09 October 1982 – Saturday
Bud Light Ironman Triathlon World Championship
Kona, Hawai
Something else happened in 1982 which is a little known fact: Silk wrote an anonymous story for the athlete magazine in 1982 that she believed to be true. It was not. Silk had been credited for the Triathlon idea. That is why she wrote a story in a hurry that sounded like what had been written in a humorous sports column before the first Iron Man Triathlon in Honolulu. That 1978 column discussed the origins of the Iron Man Triathlon on O’ahu based on conversation with an unidentified runner who had called it in. That person told the editor to call John Collins too. There were many errors in the column but it was an amusing read accompanied by a silly cartoon. In June of 2001 Judy Collins asked Silk a question in a phone call. “Do you know who in the media first wrote there was a single founder of Iron Man?” Silk’s answer, “It was I. My “ex” told me the triathlon was John’s idea.” Judy and John learned then that Silk’s “ex” was the person the Collinses knew as “Hank” at Nautilus. That is when Judy and John learned from Silk that Hank’s last name was Grundman.
Silk’s “ex” had been the 1980 Iron Man Triathlon Race Director. Silk told Judy and John Collins in 2018 that she wrote or oversaw the writing of all the articles and press releases for Ironman in those years. Anonymously. Silk and the Founders met in Kona in 1983 when Silk invited them to see the triathlon. It was a wonderful event and Silk was a gracious host. By then the “Ironman origins myth” had been circulating for over a year unknown to Founders Judy Collins and John Collins.
Judy and John thought Silk featured John in Kona because he had been in the 1978 Iron Man Triathlon in Honolulu and he was comfortable behind a microphone.
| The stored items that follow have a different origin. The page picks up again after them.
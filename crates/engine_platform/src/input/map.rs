// crates/engine_platform/src/input/map.rs
//! Native virtual-key <-> portable `KeyCode` tables.
//!
//! Native codes follow the Win32 virtual-key numbering. Backends on other
//! systems translate into that numbering first so the tables stay single.

use engine_shared::KeyCode;

/// Win32 virtual-key codes the tables know about.
pub mod vk {
    pub const LBUTTON: u8 = 0x01;
    pub const RBUTTON: u8 = 0x02;
    pub const MBUTTON: u8 = 0x04;
    pub const XBUTTON1: u8 = 0x05;
    pub const XBUTTON2: u8 = 0x06;
    pub const BACK: u8 = 0x08;
    pub const TAB: u8 = 0x09;
    /// Reserved by Win32, used here for line feed.
    pub const LINEFEED: u8 = 0x0A;
    pub const RETURN: u8 = 0x0D;
    pub const SHIFT: u8 = 0x10;
    pub const CONTROL: u8 = 0x11;
    pub const MENU: u8 = 0x12;
    pub const PAUSE: u8 = 0x13;
    pub const CAPITAL: u8 = 0x14;
    pub const ESCAPE: u8 = 0x1B;
    pub const SPACE: u8 = 0x20;
    pub const PRIOR: u8 = 0x21;
    pub const NEXT: u8 = 0x22;
    pub const END: u8 = 0x23;
    pub const HOME: u8 = 0x24;
    pub const LEFT: u8 = 0x25;
    pub const UP: u8 = 0x26;
    pub const RIGHT: u8 = 0x27;
    pub const DOWN: u8 = 0x28;
    pub const SNAPSHOT: u8 = 0x2C;
    pub const INSERT: u8 = 0x2D;
    pub const DELETE: u8 = 0x2E;
    pub const KEY_0: u8 = 0x30;
    pub const KEY_9: u8 = 0x39;
    pub const KEY_A: u8 = 0x41;
    pub const KEY_Z: u8 = 0x5A;
    pub const LWIN: u8 = 0x5B;
    pub const RWIN: u8 = 0x5C;
    pub const APPS: u8 = 0x5D;
    pub const NUMPAD0: u8 = 0x60;
    pub const NUMPAD9: u8 = 0x69;
    pub const MULTIPLY: u8 = 0x6A;
    pub const ADD: u8 = 0x6B;
    pub const SUBTRACT: u8 = 0x6D;
    pub const DECIMAL: u8 = 0x6E;
    pub const DIVIDE: u8 = 0x6F;
    pub const F1: u8 = 0x70;
    pub const F24: u8 = 0x87;
    pub const NUMLOCK: u8 = 0x90;
    pub const SCROLL: u8 = 0x91;
    pub const LSHIFT: u8 = 0xA0;
    pub const RSHIFT: u8 = 0xA1;
    pub const LCONTROL: u8 = 0xA2;
    pub const RCONTROL: u8 = 0xA3;
    pub const LMENU: u8 = 0xA4;
    pub const RMENU: u8 = 0xA5;
    pub const OEM_1: u8 = 0xBA;
    pub const OEM_PLUS: u8 = 0xBB;
    pub const OEM_COMMA: u8 = 0xBC;
    pub const OEM_MINUS: u8 = 0xBD;
    pub const OEM_PERIOD: u8 = 0xBE;
    pub const OEM_2: u8 = 0xBF;
    pub const OEM_3: u8 = 0xC0;
    pub const OEM_4: u8 = 0xDB;
    pub const OEM_5: u8 = 0xDC;
    pub const OEM_6: u8 = 0xDD;
    pub const OEM_7: u8 = 0xDE;
}

/// Native key identity: virtual-key code plus the extended-key bit.
#[derive(Debug, Clone, Copy, PartialEq, Eq, Hash)]
pub struct NativeKey {
    pub vk: u8,
    pub extended: bool,
}

const fn key_for_vk(code: u8) -> KeyCode {
    use KeyCode as K;
    match code {
        vk::LBUTTON => K::MouseLeft,
        vk::RBUTTON => K::MouseRight,
        vk::MBUTTON => K::MouseMiddle,
        vk::XBUTTON1 => K::MouseX1,
        vk::XBUTTON2 => K::MouseX2,
        vk::BACK => K::Backspace,
        vk::TAB => K::Tab,
        vk::LINEFEED => K::Linefeed,
        vk::RETURN => K::Enter,
        vk::SHIFT | vk::LSHIFT | vk::RSHIFT => K::Shift,
        vk::CONTROL | vk::LCONTROL | vk::RCONTROL => K::Ctrl,
        vk::MENU | vk::LMENU | vk::RMENU => K::Alt,
        vk::LWIN | vk::RWIN | vk::APPS => K::Cmd,
        vk::PAUSE => K::Pause,
        vk::CAPITAL => K::CapsLock,
        vk::ESCAPE => K::Escape,
        vk::SPACE => K::Space,
        vk::PRIOR => K::PageUp,
        vk::NEXT => K::PageDown,
        vk::END => K::End,
        vk::HOME => K::Home,
        vk::LEFT => K::ArrowLeft,
        vk::UP => K::ArrowUp,
        vk::RIGHT => K::ArrowRight,
        vk::DOWN => K::ArrowDown,
        vk::SNAPSHOT => K::PrintScreen,
        vk::INSERT => K::Insert,
        vk::DELETE => K::Delete,
        0x30 => K::Number0,
        0x31 => K::Number1,
        0x32 => K::Number2,
        0x33 => K::Number3,
        0x34 => K::Number4,
        0x35 => K::Number5,
        0x36 => K::Number6,
        0x37 => K::Number7,
        0x38 => K::Number8,
        0x39 => K::Number9,
        0x41 => K::A,
        0x42 => K::B,
        0x43 => K::C,
        0x44 => K::D,
        0x45 => K::E,
        0x46 => K::F,
        0x47 => K::G,
        0x48 => K::H,
        0x49 => K::I,
        0x4A => K::J,
        0x4B => K::K,
        0x4C => K::L,
        0x4D => K::M,
        0x4E => K::N,
        0x4F => K::O,
        0x50 => K::P,
        0x51 => K::Q,
        0x52 => K::R,
        0x53 => K::S,
        0x54 => K::T,
        0x55 => K::U,
        0x56 => K::V,
        0x57 => K::W,
        0x58 => K::X,
        0x59 => K::Y,
        0x5A => K::Z,
        0x60 => K::Numpad0,
        0x61 => K::Numpad1,
        0x62 => K::Numpad2,
        0x63 => K::Numpad3,
        0x64 => K::Numpad4,
        0x65 => K::Numpad5,
        0x66 => K::Numpad6,
        0x67 => K::Numpad7,
        0x68 => K::Numpad8,
        0x69 => K::Numpad9,
        vk::MULTIPLY => K::NumpadMultiply,
        vk::ADD => K::NumpadAdd,
        vk::SUBTRACT => K::NumpadSubtract,
        vk::DECIMAL => K::NumpadDecimal,
        vk::DIVIDE => K::NumpadDivide,
        0x70 => K::F1,
        0x71 => K::F2,
        0x72 => K::F3,
        0x73 => K::F4,
        0x74 => K::F5,
        0x75 => K::F6,
        0x76 => K::F7,
        0x77 => K::F8,
        0x78 => K::F9,
        0x79 => K::F10,
        0x7A => K::F11,
        0x7B => K::F12,
        0x7C => K::F13,
        0x7D => K::F14,
        0x7E => K::F15,
        0x7F => K::F16,
        0x80 => K::F17,
        0x81 => K::F18,
        0x82 => K::F19,
        0x83 => K::F20,
        0x84 => K::F21,
        0x85 => K::F22,
        0x86 => K::F23,
        0x87 => K::F24,
        vk::NUMLOCK => K::NumLock,
        vk::SCROLL => K::ScrollLock,
        vk::OEM_1 => K::SemiColon,
        vk::OEM_PLUS => K::Plus,
        vk::OEM_COMMA => K::Comma,
        vk::OEM_MINUS => K::Dash,
        vk::OEM_PERIOD => K::Dot,
        vk::OEM_2 => K::ForwardSlash,
        vk::OEM_3 => K::BackTick,
        vk::OEM_4 => K::LeftBracket,
        vk::OEM_5 => K::BackSlash,
        vk::OEM_6 => K::RightBracket,
        vk::OEM_7 => K::Apostrophe,
        _ => K::Unknown,
    }
}

const fn build_native_to_key() -> [KeyCode; 256] {
    let mut table = [KeyCode::Unknown; 256];
    let mut i = 0;
    while i < 256 {
        table[i] = key_for_vk(i as u8);
        i += 1;
    }
    table
}

// The first native code that yields a key wins, so the generic VK_SHIFT /
// VK_CONTROL / VK_MENU and VK_LWIN are the reverse entries.
const fn build_key_to_native() -> [u8; KeyCode::COUNT] {
    let forward = build_native_to_key();
    let mut table = [0u8; KeyCode::COUNT];
    let mut i = 0;
    while i < 256 {
        let key = forward[i] as usize;
        if key != 0 && table[key] == 0 {
            table[key] = i as u8;
        }
        i += 1;
    }
    table[KeyCode::NumpadEnter as usize] = vk::RETURN;
    table
}

static NATIVE_TO_KEY: [KeyCode; 256] = build_native_to_key();
static KEY_TO_NATIVE: [u8; KeyCode::COUNT] = build_key_to_native();

/// Translates a native virtual key. Out-of-range codes are `Unknown`.
/// The extended bit only distinguishes the numpad Enter from the main one.
pub fn key_from_native(code: u32, extended: bool) -> KeyCode {
    let Some(&key) = usize::try_from(code).ok().and_then(|i| NATIVE_TO_KEY.get(i)) else {
        return KeyCode::Unknown;
    };
    if key == KeyCode::Enter && extended {
        KeyCode::NumpadEnter
    } else {
        key
    }
}

/// Reverse lookup. `None` for keys with no native equivalent (`Unknown`,
/// `Colon`).
pub fn native_from_key(key: KeyCode) -> Option<NativeKey> {
    let code = *KEY_TO_NATIVE.get(key.index())?;
    if code == 0 {
        return None;
    }
    Some(NativeKey {
        vk: code,
        extended: key == KeyCode::NumpadEnter,
    })
}

const TOUCH_SIGNATURE_MASK: u32 = 0xFFFF_FF00;
const TOUCH_SIGNATURE: u32 = 0xFF51_5700;

/// True when a mouse message's extra info marks it as synthesized from touch
/// or pen input.
pub fn is_touch_synthesized(extra_info: u32) -> bool {
    extra_info & TOUCH_SIGNATURE_MASK == TOUCH_SIGNATURE
}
Reporters asked odd questions of John and wrote odd stories. The Kona community and athletes seemed to be following a script that was unknown to Judy and John. The Collinses had no reason to mention all the years of incorrect media stories to Silk until 2001. By then versions of the “IM origins media myth” about a military man and beer had been repeated in lead sentences about IM for almost 20 years. Judy and John Collins found Silk’s first version of her Iron Man origins story featuring John Collins in 2018. It was in a 1982 Kona Program for the athletes. They emailed Silk about their long sought find. That is when Silk told them “the rest of the story.” Media mystery solved.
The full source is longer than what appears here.